Senator-elect Rick Jones (R-Grand Ledge) thinks the legalization of medical marijuana in Michigan has been done in a haphazard manner and needs to have proper oversight and regulation in place to prevent negative outcomes.
The Denver Post reported in November of this year that taxes on medical marijuana dispensaries had resulted in $2.2 million in tax revenue for local and state government in Colorado. While that is a tiny amount of the budget gap that state faces – estimated at $1.8 billion – it could be an indicator of a new revenue stream for state government.
Jones says extending a sales tax to medical marijuana was not an option. “If it truly is a prescription we don’t tax prescription drugs,” said Jones.

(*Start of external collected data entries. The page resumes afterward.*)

//! Extraction engine abstraction
//!
//! The download mechanics live behind [`Extractor`]: `probe` resolves media
//! metadata for a URL, `fetch` downloads one format while streaming raw
//! [`FetchUpdate`]s through an unbounded channel. The dispatcher owns the
//! translation of those updates into client-facing [`ProgressEvent`]s.

mod ytdlp;

pub use ytdlp::{YtDlpExtractor, binary_on_path};

use async_trait::async_trait;
use serde::{Deserialize, Serialize};
use thiserror::Error;
use tokio::sync::mpsc::UnboundedSender;

#[derive(Debug, Error)]
pub enum ExtractorError {
    /// The engine binary could not be started at all.
    #[error("extractor unavailable: {0}")]
    Unavailable(String),

    /// The engine ran but the extraction or download failed.
    #[error("extraction failed: {0}")]
    Failed(String),

    /// The engine produced metadata we could not understand.
    #[error("invalid metadata: {0}")]
    Metadata(String),
}

/// Metadata for a single downloadable format.
#[derive(Debug, Clone, PartialEq, Serialize, Deserialize)]
pub struct MediaFormat {
    pub format_id: String,
    pub resolution: String,
    pub note: String,
    pub ext: String,
    pub filesize: u64,
}

/// Result of probing a URL, as returned to the client.
#[derive(Debug, Clone, PartialEq, Serialize, Deserialize)]
pub struct MediaInfo {
    pub title: Option<String>,
    pub thumbnail: Option<String>,
    pub duration: Option<f64>,
    pub formats: Vec<MediaFormat>,
}

/// Raw progress notification produced during a fetch.
///
/// `Finished` is the engine's natural terminal signal; an engine emits it at
/// most once, after the last `Progress`, and only on success.
#[derive(Debug, Clone, PartialEq)]
pub enum FetchUpdate {
    Progress {
        percent: f64,
        speed: String,
        eta: String,
        filename: String,
    },
    Finished {
        filename: String,
    },
}

/// External extraction engine (yt-dlp in production).
#[async_trait]
pub trait Extractor: Send + Sync {
    /// Resolve metadata for a URL without downloading anything.
    async fn probe(&self, url: &str) -> Result<MediaInfo, ExtractorError>;

    /// Download `format_id` from `url`, pushing progress through `updates`.
    ///
    /// The sender is dropped when this returns, which closes the update
    /// stream for the consumer. Send failures are ignored: downloading must
    /// not abort because nobody is watching.
    async fn fetch(
        &self,
        url: &str,
        format_id: &str,
        updates: UnboundedSender<FetchUpdate>,
    ) -> Result<(), ExtractorError>;
}

/// Scripted extractor for tests.
///
/// `fetch` replays the configured updates (optionally spaced by a delay, so
/// tests can interleave disconnects) and then returns the configured outcome.
#[derive(Debug, Clone, Default)]
pub struct MockExtractor {
    pub info: Option<MediaInfo>,
    pub probe_error: Option<String>,
    pub updates: Vec<FetchUpdate>,
    pub fetch_error: Option<String>,
    pub update_delay: Option<std::time::Duration>,
}

impl MockExtractor {
    /// A mock that probes successfully and fetches with one progress update
    /// followed by a finished signal.
    pub fn happy(filename: &str) -> Self {
        Self {
            info: Some(MediaInfo {
                title: Some("Test Video".to_string()),
                thumbnail: Some("https://example.com/thumb.jpg".to_string()),
                duration: Some(212.0),
                formats: vec![MediaFormat {
                    format_id: "18".to_string(),
                    resolution: "640x360".to_string(),
                    note: "360p".to_string(),
                    ext: "mp4".to_string(),
                    filesize: 10_485_760,
                }],
            }),
            updates: vec![
                FetchUpdate::Progress {
                    percent: 50.0,
                    speed: "1MB/s".to_string(),
                    eta: "00:05".to_string(),
                    filename: filename.to_string(),
                },
                FetchUpdate::Finished {
                    filename: filename.to_string(),
                },
            ],
            ..Self::default()
        }
    }

    /// A mock whose fetch fails after the given updates.
    pub fn failing(message: &str) -> Self {
        Self {
            fetch_error: Some(message.to_string()),
            probe_error: Some(message.to_string()),
            ..Self::default()
        }
    }
}

#[async_trait]
impl Extractor for MockExtractor {
    async fn probe(&self, _url: &str) -> Result<MediaInfo, ExtractorError> {
        if let Some(message) = &self.probe_error {
            return Err(ExtractorError::Failed(message.clone()));
        }
        self.info
            .clone()
            .ok_or_else(|| ExtractorError::Metadata("no scripted info".to_string()))
    }

    async fn fetch(
        &self,
        _url: &str,
        _format_id: &str,
        updates: UnboundedSender<FetchUpdate>,
    ) -> Result<(), ExtractorError> {
        for update in &self.updates {
            if let Some(delay) = self.update_delay {
                tokio::time::sleep(delay).await;
            }
            let _ = updates.send(update.clone());
        }
        match &self.fetch_error {
            Some(message) => Err(ExtractorError::Failed(message.clone())),
            None => Ok(()),
        }
    }
}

But Jones says the money made by caregivers should be taxed by both the federal and state governments. Currently the Michigan income tax is 4.35%, according to the state of Michigan website. The federal income tax rate is between 10% and 35% depending on the actual income.

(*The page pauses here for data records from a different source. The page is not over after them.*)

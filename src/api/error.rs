use axum::{Json, http::StatusCode, response::IntoResponse};
use serde_json::json;
use thiserror::Error;

use super::models::ErrorResponse;
use crate::dispatch::DispatchError;

#[derive(Debug, Error)]
pub enum ApiError {
    #[error("payload invalid: {0}")]
    InvalidPayload(String),
    #[error("client not connected: {0}")]
    ClientNotConnected(String),
    #[error("extraction failed: {0}")]
    ExtractionFailed(String),
    #[error("internal error: {0}")]
    Internal(String),
}

impl ApiError {
    pub fn status_code(&self) -> StatusCode {
        match self {
            ApiError::InvalidPayload(_) => StatusCode::BAD_REQUEST,
            ApiError::ClientNotConnected(_) => StatusCode::BAD_REQUEST,
            ApiError::ExtractionFailed(_) => StatusCode::BAD_REQUEST,
            ApiError::Internal(_) => StatusCode::INTERNAL_SERVER_ERROR,
        }
    }

    pub fn code(&self) -> &'static str {
        match self {
            ApiError::InvalidPayload(_) => "INVALID_PAYLOAD",
            ApiError::ClientNotConnected(_) => "CLIENT_NOT_CONNECTED",
            ApiError::ExtractionFailed(_) => "EXTRACTION_FAILED",
            ApiError::Internal(_) => "INTERNAL_ERROR",
        }
    }
}

impl IntoResponse for ApiError {
    fn into_response(self) -> axum::response::Response {
        let status = self.status_code();
        let body = ErrorResponse {
            code: self.code(),
            message: self.to_string(),
        };

        (status, Json(json!(body))).into_response()
    }
}

impl From<DispatchError> for ApiError {
    fn from(value: DispatchError) -> Self {
        match value {
            DispatchError::ClientNotConnected(client_id) => {
                ApiError::ClientNotConnected(client_id)
            }
        }
    }
}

The incoming lawmaker also said the income from medical marijuana caregiver activities should also be subject to business taxes just like any pharmaceutical company in the state would be subjected to.

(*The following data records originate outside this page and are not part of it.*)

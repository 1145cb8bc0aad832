use clap::{Parser, Subcommand};
use std::net::SocketAddr;

#[derive(Parser, Debug)]
#[command(name = "clipbox")]
#[command(about = "Clipbox CLI", long_about = None)]
pub struct Cli {
    #[command(subcommand)]
    pub command: Commands,
}

#[derive(Subcommand, Debug)]
pub enum Commands {
    /// Run the HTTP server
    Server(ServerArgs),
}

#[derive(clap::Args, Debug)]
pub struct ServerArgs {
    /// Address to bind the HTTP server to (overrides [server].bind_addr)
    #[arg(long)]
    pub address: Option<SocketAddr>,
}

“There’s no need for a specific new law on this. If the generally applicable laws on taxes apply, they apply and should be paid. If not, they don’t,” says Mike Meno, spokesperson for the Marijuana Policy Project in Washington D.C. “It should also be pointed out that you can’t really pay federal taxes on something that the federal government still says is illegal.”
But at the state level, all such activities should already be taxed under existing law, according to Michigan Treasury spokesman Terry Stanton.
“There is no provision in the statute that indicates an exemption to income tax or the MI Business Tax,” Stanton explained. “If profits derived as a licensed grower/provider meet the threshold of being subject to tax, the entity in question would be responsible for filing an MBT or income tax return.”
But Jones says there are several other aspects of medical marijuana legalization that need to be addressed, calling the laws that regulate this exchange far too vague.
“I think the problem is from the way the law is written. It was written by people who want to legalize marijuana,” said Jones, who last Monday was appointed to chair the state Senate Judiciary Committee. “So it was written into a gray area.”
Jones said the gray area law had lead to a “wild, wild west” situation with the implementation. It leaves local governments struggling with issues such as compassion clubs where medical marijuana products can be consumed onsite as well as dispensaries where medical marijuana is transferred from caregiver to patient.
The state has already seen a variety of responses by local governments dealing with the law. Some have banned the growing of marijuana altogether, while others have sought moratoriums while they find ways to regulate the businesses, and others still have done nothing at all. Those new regulations have also lead to a series of lawsuits in state courts.
The three term state representative and former Eaton County Sheriff says that locations that allow consumption onsite are a threat to safety.
“It’s foolish and dangerous,” Jones said. “I would hope we would regulate that.”
“We don’t require patients to take any other medicine only at home, so why force this restriction on medical marijuana patients?” asks Meno. “Michigan’s law does not allow public use or driving under the influence, but if an HIV or MS patient has to travel to a friend or relative’s house, why would we cruelly and unnecessarily forbid them from taking their medicine there? That should be the business of the patient and the home owner. There is no reason the state should get involved and make the already challenging lives of seriously ill patients any more difficult.”